4/20のYahooニュースで、気になる記事を見つけました。
記事によると、「分譲マンションの大規模修繕工事を巡り、施工業者選びや仕上がりのチェックをするコンサルタントが、受注業者にリベートを要求して住民に損害を与えるケースが相次いでいる。」といいます。
リベートは工事費の20%に上るケースもあるといい(1億円の工事で2,000万円!)、国土交通省が住民に注意喚起するよう管理会社や管理組合の団体などに通知したとの事です。
専門知識を持たないマンション管理組合を、設計事務所や管理会社がコンサルタントとして支援するケースは少なくないでしょう。

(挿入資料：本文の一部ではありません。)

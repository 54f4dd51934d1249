use std::borrow::Cow;

use tracing::debug;

use super::scanner::Scanner;
use crate::entity::EntityResolver;

impl<R: EntityResolver> Scanner<R> {
    /// Decode the character reference after an already consumed `&`.
    ///
    /// The reference runs to the next buffered `;`, wherever it is. If the
    /// text in between resolves, the cursor moves past the `;` and the decoded
    /// text is returned. Otherwise nothing more is consumed and the caller
    /// keeps the `&` literally; the rest is scanned as ordinary input.
    ///
    /// A `;` that has not been fed yet cannot be found, so a reference split
    /// across chunks stays literal.
    pub(super) fn consume_character_reference(&mut self) -> Option<Cow<'static, str>> {
        let Some(end) = self.input.find_from_cursor(';') else {
            debug!(position = %self.input.position(), "no ';' buffered after '&'");
            return None;
        };
        let start = self.input.index();
        let name = self.input.slice(start, end);
        let Some(text) = self.resolver.resolve(&name) else {
            debug!(%name, position = %self.input.position(), "unresolved character reference");
            return None;
        };
        // Step over the name and the ';' one character at a time so the
        // column stays exact.
        self.input.consume_n(end + 1 - start);
        Some(text)
    }
}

しかしこれは同じコンサルティング業務を行っている立場から、決して見過ごす事ができない問題です。
20%近くのリベートが発生するとなれば工事費の高騰は免れず、手抜き工事が行われる可能性が非常に高くなるのは間違いありません。
コンサルタント選びにも十分な注意が必要!
分譲マンションの大規模修繕工事では、設計・監理と施工を分離して発注するケースが多く、設計・監理を受注した設計事務所や管理会社が施工業者にリベートを要求して便宜をはかるという構図です。
自分の息がかかった業者に受注させたり、工事のチェックを手加減するなどとなれば、住民に大きな損害を与えます。
建設業界では、古くから様々なリベートが横行していました。
身近なところでは、不動産会社や銀行が顧客に住宅会社やリフォーム会社を紹介する場合にも、両者の取り決めによって5%前後のリベートが発生するのが一般的になっています。
しかし住宅会社やリフォーム会社にとっても、自ら広告宣伝費をかけて集客するよりもむしろ効率が良いので、この程度のリベートであれば施主が損害を被る事はほとんどありません。
(ただし会社間で取り決めたリベートの他に、個人的な見返りも要求する不動産営業マンも中にはいるので要注意です。)
また、最近人気の高いリフォーム会社紹介のポータルサイトなどでも、成約したリフォーム会社からサイト運営会社へ5%程度の手数料を支払うケースは珍しくありません。
しかし、本来専門知識を持たないマンション管理組合を支援する立場のコンサルタントが、施工会社からもリベートを受け取るとなると大きく事情が異なります。
管理組合からも報酬を受け取っている訳ですから、完全に背任行為といえるでしょう。
この様な背景には、コンサルタント業務だけでは経営が成り立たないという事情があると思います。
実際にコンサルタント業は「形がなく、見えないビジネス」と思われがちです。
本来、自らの経験やスキルを活かして困っている人の手助けをするのがコンサルタントの仕事です。
今後は、コンサルタント選びにも注意が必要になりそうです。